2. **`.loc` is your label-based tool, `.iloc` is positional.** `.loc[rows, cols]` slices by labels — dates, ticker names, column names — and is the right answer for prices because the index is meaningful. `.iloc[100:200]` slices by integer position and is the right answer when the index is just `0, 1, 2, …`. Use `.loc` for both row-and-column selection in one expression and to avoid `SettingWithCopyWarning` on assignment.
3. **`.loc["2024-01"]` works because the index is a `DatetimeIndex`.** Partial date strings resolve to the full month range; partial year strings to the full year. `.loc["2024-01":"2024-03"]` is inclusive on both ends (unlike `.iloc` which is exclusive on the upper bound, like Python lists). Set the date as your index once and the rest of the series gets these slices for free.

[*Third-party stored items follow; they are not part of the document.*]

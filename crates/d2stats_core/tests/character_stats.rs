use std::path::PathBuf;

use chrono::NaiveTime;
use d2stats_core::config::Config;
use d2stats_core::core_api::{CoreErrorCode, DisplayStats, Engine, Session};
use d2stats_core::export::SyncQuality;
use d2stats_core::model::{Difficulty, Location};

fn fixture(name: &str) -> PathBuf {
    PathBuf::from(env!("CARGO_MANIFEST_DIR"))
        .join("tests/fixtures")
        .join(name)
}

fn read_fixture(name: &str) -> Vec<u8> {
    std::fs::read(fixture(name)).expect("fixture should be readable")
}

fn engine(config: Config) -> Engine {
    Engine::from_sources(
        config,
        &[read_fixture("game_data.json")],
        &[read_fixture("translations_enUS.json")],
    )
    .expect("engine should build from fixtures")
}

fn necromancer(config: Config) -> Session {
    engine(config)
        .open_bytes(read_fixture("necromancer_level16.json"))
        .expect("fixture should parse")
}

fn stats_at_noon(session: &Session) -> DisplayStats {
    let noon = NaiveTime::from_hms_opt(12, 0, 0).expect("valid time");
    session.display_stats_at(noon)
}

#[test]
fn level_sixteen_necromancer_aggregate() {
    let stats = stats_at_noon(&necromancer(Config::default()));

    assert_eq!(stats.name, "Bonewright");
    assert_eq!(stats.level, 16);
    assert_eq!(stats.attributes.strength, 42);
    assert_eq!(stats.attributes.dexterity, 25);
    assert_eq!(stats.attributes.vitality, 70);
    assert_eq!(stats.attributes.energy, 25);
    assert_eq!(stats.resistances.fire, 28);
    assert_eq!(stats.resistances.cold, 53);
    assert_eq!(stats.resistances.lightning, 10);
    assert_eq!(stats.resistances.poison, 10);
    assert_eq!(stats.magic_find, 45);
    assert_eq!(stats.gold, "16");
    assert_eq!(stats.gold_in_stash, "5K");
    assert_eq!(stats.runes, "Nef, Eth, Ith (2), Tal (3), Ral");
    assert_eq!(stats.last_updated, "12:00");
}

#[test]
fn level_sixteen_necromancer_progress_and_speed() {
    let stats = stats_at_noon(&necromancer(Config::default()));

    assert_eq!(stats.percent_to_next, "54.2");
    assert_eq!(stats.faster_run_walk, 25);
    assert_eq!(stats.breakpoints.faster_hit_recovery, 25);
    assert_eq!(stats.breakpoints.next_faster_hit_recovery, 26);
    assert_eq!(stats.breakpoints.faster_cast_rate, 0);
    assert_eq!(stats.breakpoints.next_faster_cast_rate, 9);
    assert_eq!(stats.keys.terror, 1);
    assert_eq!(stats.keys.hate, 0);
    assert_eq!(stats.speed_run_items.full_rejuvs, 1);
    assert_eq!(stats.speed_run_items.small_rejuvs, 1);
    assert_eq!(stats.speed_run_items.chipped_gems, 1);
}

#[test]
fn assembled_runewords_are_hidden_unless_disabled() {
    let stats = stats_at_noon(&necromancer(Config::default()));
    assert_eq!(stats.runewords, "");

    let mut config = Config::default();
    config.stats.remove_duplicate_runeword = false;
    let stats = stats_at_noon(&necromancer(config));
    assert_eq!(stats.runewords, "Stealth");
}

#[test]
fn runes_with_x_changes_count_suffix() {
    let mut config = Config::default();
    config.stats.runes_with_x = true;
    let stats = stats_at_noon(&necromancer(config));
    assert_eq!(stats.runes, "Nef, Eth, Ith x2, Tal x3, Ral");
}

#[test]
fn nightmare_without_scrolls_loses_forty() {
    let session = necromancer(Config::default());
    let mut character = session.character().clone();
    character.quest_data.clear();
    let normal = stats_at_noon(
        &engine(Config::default())
            .open_character(character.clone())
            .expect("character should validate"),
    );

    character.locations = vec![Location {
        difficulty: Difficulty::Nightmare,
        active: true,
        act: 1,
    }];
    let nightmare = stats_at_noon(
        &engine(Config::default())
            .open_character(character)
            .expect("character should validate"),
    );

    assert_eq!(normal.resistances.fire, 18);
    assert_eq!(normal.resistances.cold, 43);
    assert_eq!(nightmare.resistances.fire, normal.resistances.fire - 40);
    assert_eq!(nightmare.resistances.cold, normal.resistances.cold - 40);
    assert_eq!(nightmare.resistances.lightning, normal.resistances.lightning - 40);
    assert_eq!(nightmare.resistances.poison, normal.resistances.poison - 40);
}

#[test]
fn resistances_never_exceed_caps() {
    let session = necromancer(Config::default());
    let mut character = session.character().clone();
    for item in &mut character.items {
        for property in &mut item.properties {
            if property.name == "coldresist" {
                property.values = vec![90];
            }
        }
    }
    let stats = stats_at_noon(
        &engine(Config::default())
            .open_character(character)
            .expect("character should validate"),
    );
    assert_eq!(stats.resistances.cold, 75);
}

#[test]
fn equipped_items_export_with_rendered_properties() {
    let session = necromancer(Config::default());
    let payloads = session.item_payloads(true);

    let names: Vec<&str> = payloads.iter().map(|p| p.item_name.as_str()).collect();
    assert_eq!(
        names,
        vec![
            "Cap",
            "Quilted Armor [Stealth (Tal + Eth)]",
            "Ring",
            "Ring",
            "Boots",
            "lgl",
            "Wand",
            "axe",
        ]
    );

    let cap = &payloads[0];
    assert_eq!(cap.quality, SyncQuality::Blue);
    assert_eq!(cap.class, 1);
    assert_eq!(cap.location.body_location, 1);
    assert_eq!(cap.properties, vec!["+5 to Strength", "Fire Resist +13%"]);

    let stealth = &payloads[1];
    assert_eq!(stealth.base_item, "Quilted Armor");
    assert_eq!(
        stealth.properties,
        vec![
            "+25% Faster Run/Walk",
            "+25% Faster Hit Recovery",
            "+6 to Dexterity",
            "+6 to Energy",
            "Socketed (2)",
        ]
    );

    assert_eq!(payloads[2].class, 4);
    assert_eq!(payloads[2].properties[1], "15% Better Chance of Getting Magic Items");
}

#[test]
fn full_export_skips_consumables_and_gems() {
    let session = necromancer(Config::default());
    let payloads = session.item_payloads(false);
    assert!(payloads.iter().all(|p| !p.base_item.contains("Potion")));
    assert!(payloads.iter().all(|p| p.base_item != "Chipped Amethyst"));
    let runes = payloads
        .iter()
        .filter(|p| p.quality == SyncQuality::Orange)
        .count();
    assert_eq!(runes, 9);
}

#[test]
fn hireling_is_converted() {
    let session = necromancer(Config::default());
    let hireling = session.hireling().expect("fixture has a mercenary");
    assert_eq!(hireling.name, "Blaise");
    assert_eq!(hireling.level, 5);
    assert_eq!(hireling.strength, 37);
    assert_eq!(hireling.dexterity, 49);
    assert_eq!(hireling.fire_resist, 14);
    assert_eq!(hireling.cold_resist, 4);
    assert_eq!(hireling.items.len(), 1);
    assert_eq!(hireling.items[0].item_name, "Short Bow");
}

#[test]
fn sync_document_carries_character_and_stats() {
    let mut config = Config::default();
    config.sync.api_key = "secret".to_string();
    let request = necromancer(config).sync_request();
    let json = serde_json::to_value(&request).expect("sync request should serialize");

    assert_eq!(json["Event"], "DataRead");
    assert_eq!(json["Headers"], "API_KEY=secret");
    assert_eq!(json["DIApplicationInfo"]["Version"], "21.6.16");
    assert_eq!(json["D2ProcessInfo"]["Type"], "D2R");
    assert_eq!(json["Seed_is_arg"], false);
    assert_eq!(json["NewCharacter"], false);
    assert_eq!(json["CharClass"], 2);
    assert_eq!(json["Difficulty"], 0);
    assert_eq!(json["PlayersX"], serde_json::Value::Null);
    assert_eq!(json["Strength"], 42);
    assert_eq!(json["ColdResist"], 53);
    assert_eq!(json["FasterHitRecovery"], 25);
    assert_eq!(json["MagicFind"], 45);
    assert_eq!(json["GoldStash"], 5432);
    assert_eq!(json["LifeMax"], 160);
    assert_eq!(json["ClearItems"], true);
    assert_eq!(json["AddedItems"].as_array().map(Vec::len), Some(8));
    assert_eq!(json["RemovedItems"], serde_json::json!([]));
    assert_eq!(json["Hireling"]["Name"], "Blaise");
}

#[test]
fn truncated_character_is_rejected() {
    let bytes = read_fixture("necromancer_level16.json");
    let err = engine(Config::default())
        .open_bytes(&bytes[..bytes.len() / 2])
        .expect_err("truncated document should fail");
    assert_eq!(err.code, CoreErrorCode::Parse);
}

#[test]
fn german_translations_are_selected_by_language() {
    let mut config = Config::default();
    config.translation.language = "deDE".to_string();
    let session = necromancer(config);
    let payloads = session.item_payloads(true);
    assert_eq!(payloads[0].properties, vec!["+5 auf Stärke", "Feuerwiderstand +13%"]);
}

4. **Drop, rename, reorder are returned-not-mutated.** `df.drop(columns=[...])` and `df.rename(columns={...})` return *new* DataFrames; the originals are unchanged unless you reassign. Method chaining handles this naturally — the cleaning pipeline reads top-down and each step is an explicit transformation. Reorder columns simply by re-listing in the order you want: `df[["Date", "Ticker", "Close"]]`.
5. **`.select_dtypes(include="number")` grabs all numeric columns at once.** Useful when you want to apply math to every float column in a frame without enumerating their names. `.select_dtypes(include="object")` for strings, `.select_dtypes(include="bool")` for booleans. The shortcut that turns "all the numeric ones" from an enumeration problem into a one-liner.